(Records from a data collection)
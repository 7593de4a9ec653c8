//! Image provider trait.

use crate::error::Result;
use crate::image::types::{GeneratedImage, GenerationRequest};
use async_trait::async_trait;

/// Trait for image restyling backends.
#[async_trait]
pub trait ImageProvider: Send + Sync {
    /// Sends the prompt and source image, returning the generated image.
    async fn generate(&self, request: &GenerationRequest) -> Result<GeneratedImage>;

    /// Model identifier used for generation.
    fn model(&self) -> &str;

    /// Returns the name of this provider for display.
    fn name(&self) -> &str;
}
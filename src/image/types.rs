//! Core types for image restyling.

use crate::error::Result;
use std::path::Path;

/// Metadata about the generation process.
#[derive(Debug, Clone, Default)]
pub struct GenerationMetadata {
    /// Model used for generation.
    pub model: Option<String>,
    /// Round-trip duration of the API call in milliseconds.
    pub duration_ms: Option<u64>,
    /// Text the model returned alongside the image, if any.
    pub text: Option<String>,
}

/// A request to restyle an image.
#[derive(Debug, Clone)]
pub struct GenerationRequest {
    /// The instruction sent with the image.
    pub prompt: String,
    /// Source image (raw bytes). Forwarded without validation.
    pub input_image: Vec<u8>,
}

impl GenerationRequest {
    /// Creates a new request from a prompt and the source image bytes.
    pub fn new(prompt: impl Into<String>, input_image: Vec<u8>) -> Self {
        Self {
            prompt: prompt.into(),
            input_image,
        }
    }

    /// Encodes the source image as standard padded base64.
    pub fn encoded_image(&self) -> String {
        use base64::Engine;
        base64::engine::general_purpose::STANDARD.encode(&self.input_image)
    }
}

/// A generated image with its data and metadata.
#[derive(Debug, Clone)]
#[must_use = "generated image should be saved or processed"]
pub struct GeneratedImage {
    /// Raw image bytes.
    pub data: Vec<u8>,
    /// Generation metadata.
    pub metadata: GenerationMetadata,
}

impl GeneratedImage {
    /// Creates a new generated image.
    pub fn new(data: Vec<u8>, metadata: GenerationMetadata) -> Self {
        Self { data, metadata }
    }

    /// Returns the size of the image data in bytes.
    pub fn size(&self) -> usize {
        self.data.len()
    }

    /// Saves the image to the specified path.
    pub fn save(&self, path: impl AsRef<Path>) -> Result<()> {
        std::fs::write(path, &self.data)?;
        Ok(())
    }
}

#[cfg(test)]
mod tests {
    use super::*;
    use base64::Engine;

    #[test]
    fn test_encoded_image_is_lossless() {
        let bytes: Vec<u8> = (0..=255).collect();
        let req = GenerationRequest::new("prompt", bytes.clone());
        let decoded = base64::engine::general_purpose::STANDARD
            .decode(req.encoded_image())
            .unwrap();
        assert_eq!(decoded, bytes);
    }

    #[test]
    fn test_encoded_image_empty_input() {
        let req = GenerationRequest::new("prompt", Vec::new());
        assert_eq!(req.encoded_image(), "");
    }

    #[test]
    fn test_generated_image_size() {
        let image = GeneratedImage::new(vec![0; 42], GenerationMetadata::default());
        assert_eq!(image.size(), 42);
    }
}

• What to produce:
Nothing in the records may change. Print all of them.

• Answer space:
repository 7593de4a9ec653c8
//! Image provider trait.

use crate::error::Result;
use crate::image::types::{GeneratedImage, GenerationRequest};
use async_trait::async_trait;

/// Trait for image restyling backends.
#[async_trait]
pub trait ImageProvider: Send + Sync {
    /// Sends the prompt and source image, returning the generated image.
    async fn generate(&self, request: &GenerationRequest) -> Result<GeneratedImage>;

    /// Model identifier used for generation.
    fn model(&self) -> &str;

    /// Returns the name of this provider for display.
    fn name(&self) -> &str;
}
filename src/image/types.rs
//! Core types for image restyling.

use crate::error::Result;
use std::path::Path;

/// Metadata about the generation process.
#[derive(Debug, Clone, Default)]
pub struct GenerationMetadata {
    /// Model used for generation.
    pub model: Option<String>,
    /// Round-trip duration of the API call in milliseconds.
    pub duration_ms: Option<u64>,
    /// Text the model returned alongside the image, if any.
    pub text: Option<String>,
}

/// A request to restyle an image.
#[derive(Debug, Clone)]
pub struct GenerationRequest {
    /// The instruction sent with the image.
    pub prompt: String,
    /// Source image (raw bytes). Forwarded without validation.
    pub input_image: Vec<u8>,
}

impl GenerationRequest {
    /// Creates a new request from a prompt and the source image bytes.
    pub fn new(prompt: impl Into<String>, input_image: Vec<u8>) -> Self {
        Self {
            prompt: prompt.into(),
            input_image,
        }
    }

    /// Encodes the source image as standard padded base64.
    pub fn encoded_image(&self) -> String {
        use base64::Engine;
        base64::engine::general_purpose::STANDARD.encode(&self.input_image)
    }
}

/// A generated image with its data and metadata.
#[derive(Debug, Clone)]
#[must_use = "generated image should be saved or processed"]
pub struct GeneratedImage {
    /// Raw image bytes.
    pub data: Vec<u8>,
    /// Generation metadata.
    pub metadata: GenerationMetadata,
}

impl GeneratedImage {
    /// Creates a new generated image.
    pub fn new(data: Vec<u8>, metadata: GenerationMetadata) -> Self {
        Self { data, metadata }
    }

    /// Returns the size of the image data in bytes.
    pub fn size(&self) -> usize {
        self.data.len()
    }

    /// Saves the image to the specified path.
    pub fn save(&self, path: impl AsRef<Path>) -> Result<()> {
        std::fs::write(path, &self.data)?;
        Ok(())
    }
}

#[cfg(test)]
mod tests {
    use super::*;
    use base64::Engine;

    #[test]
    fn test_encoded_image_is_lossless() {
        let bytes: Vec<u8> = (0..=255).collect();
        let req = GenerationRequest::new("prompt", bytes.clone());
        let decoded = base64::engine::general_purpose::STANDARD
            .decode(req.encoded_image())
            .unwrap();
        assert_eq!(decoded, bytes);
    }

    #[test]
    fn test_encoded_image_empty_input() {
        let req = GenerationRequest::new("prompt", Vec::new());
        assert_eq!(req.encoded_image(), "");
    }

    #[test]
    fn test_generated_image_size() {
        let image = GeneratedImage::new(vec![0; 42], GenerationMetadata::default());
        assert_eq!(image.size(), 42);
    }
}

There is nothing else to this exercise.